Invalidly Represented Employer was nevertheless Bound by the Employment Contract

Invalidly Represented Employer was nevertheless Bound by the Employment Contract
Date: 23-04-2024
Year of publication en number of publication: 2024 / 549
Reference: Sub-district Court of Alkmaar, December 17, 2023, ECLI:NL:RBNHO:2023:13562
Decision

A Foundation was represented by someone without the required authority when it entered into an employment contract, since only one director had signed the employment contract. Nevertheless the Foundation was bound by the employment contract because the employee was entitled to rely on the apparent director’s authority to represent the Foundation on entering into the employment contract.
Shortly after the beginning of the Russia-Ukraine war, three people jointly set-up a Foundation with the aim of supporting Ukrainian refugees.

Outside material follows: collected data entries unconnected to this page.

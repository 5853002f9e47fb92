//! Reminder dispatch
//!
//! One state machine per reminder kind:
//!
//! ```text
//! Idle --trigger--> Armed --(emit)--> Cooling{until} --tick(now >= until)--> Idle
//! ```
//!
//! While a kind is cooling, further triggers of that kind are suppressed. The
//! other kind is unaffected. The event is appended to history before delivery
//! is attempted, so a failed notification never loses the record.

use crate::channel::{Modalities, Notification, NotificationChannel};
use crate::history::HistoryStore;
use crate::messages::{MessageSelector, Tone};
use crate::types::{ReminderEvent, ReminderKind};
use chrono::{DateTime, Duration, Utc};
use serde::{Deserialize, Serialize};

/// Per-kind dispatcher state
#[derive(Debug, Clone, Copy, PartialEq, Eq, Serialize, Deserialize)]
#[serde(tag = "state", rename_all = "snake_case")]
pub enum DispatchState {
    Idle,
    Armed,
    Cooling { until: DateTime<Utc> },
}

/// Dispatch counters
#[derive(Debug, Clone, Copy, Default, PartialEq, Eq, Serialize, Deserialize)]
pub struct DispatchMetrics {
    pub emitted: u64,
    pub suppressed: u64,
    pub delivery_failures: u64,
}

/// Everything a single dispatch needs besides the kind and time
pub struct DispatchContext<'a> {
    pub bedtime: bool,
    pub modalities: Modalities,
    pub history: &'a HistoryStore,
    pub channel: &'a dyn NotificationChannel,
}

/// Cooldown-throttled reminder dispatcher
#[derive(Debug, Clone)]
pub struct ReminderDispatcher {
    cooldown: Duration,
    states: [DispatchState; 2],
    selector: MessageSelector,
    metrics: DispatchMetrics,
}

impl ReminderDispatcher {
    pub fn new(cooldown: Duration) -> Self {
        Self {
            cooldown,
            states: [DispatchState::Idle; 2],
            selector: MessageSelector::new(),
            metrics: DispatchMetrics::default(),
        }
    }

    pub fn cooldown(&self) -> Duration {
        self.cooldown
    }

    pub fn state(&self, kind: ReminderKind) -> DispatchState {
        self.states[kind.index()]
    }

    pub fn metrics(&self) -> DispatchMetrics {
        self.metrics
    }

    /// Expire cooldowns that have elapsed by `now`
    pub fn tick(&mut self, now: DateTime<Utc>) {
        for kind in ReminderKind::ALL {
            if let DispatchState::Cooling { until } = self.states[kind.index()] {
                if now >= until {
                    log::debug!("{} cooldown elapsed", kind.as_str());
                    self.states[kind.index()] = DispatchState::Idle;
                }
            }
        }
    }

    /// Drop any cooldown for a kind and return it to `Idle`
    pub fn cancel(&mut self, kind: ReminderKind) {
        if self.states[kind.index()] != DispatchState::Idle {
            log::debug!("{} cooldown cancelled", kind.as_str());
        }
        self.states[kind.index()] = DispatchState::Idle;
    }

    /// Handle a positive policy decision for `kind`.
    ///
    /// Returns the recorded event, or `None` when the kind is still cooling.
    pub fn dispatch(
        &mut self,
        kind: ReminderKind,
        now: DateTime<Utc>,
        ctx: &DispatchContext<'_>,
    ) -> Option<ReminderEvent> {
        self.tick(now);
        if self.states[kind.index()] != DispatchState::Idle {
            self.metrics.suppressed += 1;
            return None;
        }

        self.states[kind.index()] = DispatchState::Armed;
        let tone = Tone::for_kind(kind, ctx.bedtime);
        let message = self.selector.select(kind, tone);
        let event = ctx
            .history
            .append(ReminderEvent::new(kind, message, now));
        self.metrics.emitted += 1;

        self.deliver(&event, ctx.modalities, ctx.channel);

        self.states[kind.index()] = DispatchState::Cooling {
            until: now + self.cooldown,
        };
        Some(event)
    }

    /// Best-effort delivery; failures are logged and counted
    fn deliver(
        &mut self,
        event: &ReminderEvent,
        modalities: Modalities,
        channel: &dyn NotificationChannel,
    ) {
        if modalities.is_silent() {
            log::debug!("all alert modalities disabled, recording {} only", event.id);
            return;
        }
        let notification = Notification {
            kind: event.kind,
            message: event.message.clone(),
            modalities,
        };
        if let Err(e) = channel.deliver(&notification) {
            self.metrics.delivery_failures += 1;
            log::warn!("delivery of reminder {} failed: {}", event.id, e);
        }
    }
}

impl Default for ReminderDispatcher {
    fn default() -> Self {
        Self::new(Duration::seconds(crate::config::DEFAULT_COOLDOWN_SECS))
    }
}
fn cmd_doctor(config: &EngineConfig, state_dir: &Path, json: bool) -> Result<(), NudgeCliError> {
    let mut checks = Vec::new();

    checks.push(DoctorCheck {
        name: "config".to_string(),
        status: CheckStatus::Ok,
        message: format!(
            "window {} / quorum {}, cooldown {}s, utc offset {}m",
            config.classifier.window,
            config.classifier.quorum,
            config.cooldown.seconds,
            config.utc_offset_minutes
        ),
    });

    if config.classifier.quorum > config.classifier.window || config.cooldown.seconds <= 0 {
        checks.push(DoctorCheck {
            name: "config_values".to_string(),
            status: CheckStatus::Warning,
            message: "quorum exceeds window or cooldown is not positive; values will be clamped"
                .to_string(),
        });
    }

    // Check each persisted key
    if state_dir.exists() {
        match FileStore::open(state_dir) {
            Ok(store) => {
                for key in STATE_KEYS {
                    checks.push(check_state_key(&store, key));
                }
            }
            Err(e) => checks.push(DoctorCheck {
                name: "state_dir".to_string(),
                status: CheckStatus::Error,
                message: e.to_string(),
            }),
        }
    } else {
        checks.push(DoctorCheck {
            name: "state_dir".to_string(),
            status: CheckStatus::Warning,
            message: format!("{} does not exist (first run)", state_dir.display()),
        });
    }

    // Check stdin is available (for streaming mode)
    let stdin_check = if atty::is(atty::Stream::Stdin) {
        DoctorCheck {
            name: "stdin".to_string(),
            status: CheckStatus::Ok,
            message: "stdin is a TTY (interactive mode)".to_string(),
        }
    } else {
        DoctorCheck {
            name: "stdin".to_string(),
            status: CheckStatus::Ok,
            message: "stdin is a pipe (streaming mode ready)".to_string(),
        }
    };
    checks.push(stdin_check);

    let report = DoctorReport {
        producer: PRODUCER_NAME.to_string(),
        version: NUDGE_VERSION.to_string(),
        checks,
    };

    if json {
        println!("{}", serde_json::to_string_pretty(&report)?);
    } else {
        println!("Nudge Doctor Report");
        println!("===================");
        println!("Producer: {}", report.producer);
        println!("Version:  {}", report.version);
        println!("\nChecks:");

        for check in &report.checks {
            let status_icon = match check.status {
                CheckStatus::Ok => "[OK]",
                CheckStatus::Warning => "[WARN]",
                CheckStatus::Error => "[ERR]",
            };
            println!("  {} {}: {}", status_icon, check.name, check.message);
        }
    }

    let has_errors = report.checks.iter().any(|c| matches!(c.status, CheckStatus::Error));
    if has_errors {
        Err(NudgeCliError::DoctorFailed)
    } else {
        Ok(())
    }
}

fn check_state_key(store: &FileStore, key: &str) -> DoctorCheck {
    let (status, message) = match store.get(key) {
        Ok(Some(content)) => match serde_json::from_str::<serde_json::Value>(&content) {
            Ok(_) => (CheckStatus::Ok, format!("{} bytes", content.len())),
            Err(e) => (CheckStatus::Error, format!("Invalid JSON: {}", e)),
        },
        Ok(None) => (CheckStatus::Warning, "not saved yet, defaults apply".to_string()),
        Err(e) => (CheckStatus::Error, e.to_string()),
    };
    DoctorCheck {
        name: key.to_string(),
        status,
        message,
    }
}

// Error types

#[derive(Debug)]
enum NudgeCliError {
    Io(io::Error),
    Engine(CoachError),
    Json(serde_json::Error),
    DoctorFailed,
    InvalidId(String),
}

impl From<io::Error> for NudgeCliError {
    fn from(e: io::Error) -> Self {
        NudgeCliError::Io(e)
    }
}

impl From<CoachError> for NudgeCliError {
    fn from(e: CoachError) -> Self {
        NudgeCliError::Engine(e)
    }
}

impl From<serde_json::Error> for NudgeCliError {
    fn from(e: serde_json::Error) -> Self {
        NudgeCliError::Json(e)
    }
}

#[derive(serde::Serialize)]
struct CliError {
    code: String,
    message: String,
    hint: Option<String>,
}

impl From<NudgeCliError> for CliError {
    fn from(e: NudgeCliError) -> Self {
        match e {
            NudgeCliError::Io(e) => CliError {
                code: "IO_ERROR".to_string(),
                message: e.to_string(),
                hint: Some("Check file paths and permissions".to_string()),
            },
            NudgeCliError::Engine(e) => {
                let (code, hint) = match &e {
                    CoachError::InvalidSetting(_) => (
                        "INVALID_SETTING",
                        "Sensitivity is 10-100 in steps of 10; hours are 0-23",
                    ),
                    CoachError::DuplicateException(_) => {
                        ("DUPLICATE_EXCEPTION", "Run 'nudge exceptions list' to see registered apps")
                    }
                    CoachError::NotFound(_) => ("NOT_FOUND", "Run 'nudge history list' for reminder ids"),
                    CoachError::StorageError(_) => ("STORAGE_ERROR", "Run 'nudge doctor' to inspect state"),
                    _ => ("ENGINE_ERROR", "Run 'nudge doctor' for details"),
                };
                CliError {
                    code: code.to_string(),
                    message: e.to_string(),
                    hint: Some(hint.to_string()),
                }
            }
            NudgeCliError::Json(e) => CliError {
                code: "JSON_ERROR".to_string(),
                message: e.to_string(),
                hint: Some("Check JSON syntax".to_string()),
            },
            NudgeCliError::DoctorFailed => CliError {
                code: "DOCTOR_FAILED".to_string(),
                message: "One or more health checks failed".to_string(),
                hint: Some("Review the doctor report for details".to_string()),
            },
            NudgeCliError::InvalidId(msg) => CliError {
                code: "INVALID_ID".to_string(),
                message: msg,
                hint: Some("Run 'nudge history list' for reminder ids".to_string()),
            },
        }
    }
}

The Foundation was a charity that was dependent on donations. The three founders became the directors of the Foundation. The articles of association provided that the Foundation shall be represented by two directors acting jointly. The Foundation also may authorize a director or a third party to represent the Foundation within the limits described in the authorisation.
On May 15, 2022, an employment contract was signed, stating that, as of that day, a woman would be employed as an all-round employee for a period of seven months, for an average of 40 hours per week and against payment of the minimum wage. On behalf of the Foundation, the agreement was signed by one of the directors.
No salary was ever paid to the employee, however.
In March 2023, a lawyer summoned the Foundation on behalf of the employee to pay the outstanding wages. One week later, the founders resigned as directors, leaving one director. On behalf of the Foundation, he claimed that no legally valid employment contract with the Foundation had ever been entered into and that there was no entitlement to any wages. According to this director, there had only been a “no cure, no pay” agreement and the employee had not performed any work for the Foundation, so there had not been a need to pay wages.
The Sub-district Court, however, held the opinion that the Foundation incorrectly stated that one director cannot independently be authorised to represent the Foundation, since this director may have been granted a power of attorney. The employee had not proven that this had been the case, however. Nevertheless, according to the Sub-district Court, the Foundation was bound by the employment contract due to the created appearance of a granted power of attorney. The Sub-district Court deduced this appearance from a number of circumstances:
• The director in question had always presented himself as an authorised representative on entering into the employment contract.
• Discussions about entering into the employment contract had taken place at the office of the Foundation's accountant in the presence of one of the other directors.
• This other director had given the employee the key to a workshop where books for Ukrainian children were stored.
• The accounting office had drawn up a salary specification for twelve days worked in May 2022.
• The employee had maintained contacts with the accounting office about opening a bank account for the Foundation, necessary for payment of the salary.
The Sub-district Court believed that these circumstances lied within the control of the Foundation and, on this basis, it assumed that the employee was protected against the appearance of granted power of attorney to the director who had signed the employment contract.
Therefore, the Foundation was ordered to pay wages.
There was still a dispute about the extent of the wage payment obligation.
On this point, the Sub-district Court ruled in the favour of the Foundation, meaning that, in the end, only the hours actually worked, as specified by the employee, had to be paid.


Comments

When entering into employment contracts, legal entities are very often represented by a person who, under the articles of association, is not authorised to enter into this employment contract. In practice, this rarely poses a problem, since the employer does not appeal to the fact that the legal entity is not validly represented. Such appeal would probably yield little in practice, since it is quite easy to argue that the legal entity has given the impression that the person who signed the employment contract was authorised to do so. For example, if this is it was an employee of the HR department, the appearance may already have been created just by holding that position. Employers who want to protect themselves against unauthorised representation can register written powers of attorney in the trade register. The extent of this power of attorney registered may enable the employer to also invoke it in relation to an employee. But this only applies to representation by persons whose power of attorney has been registered.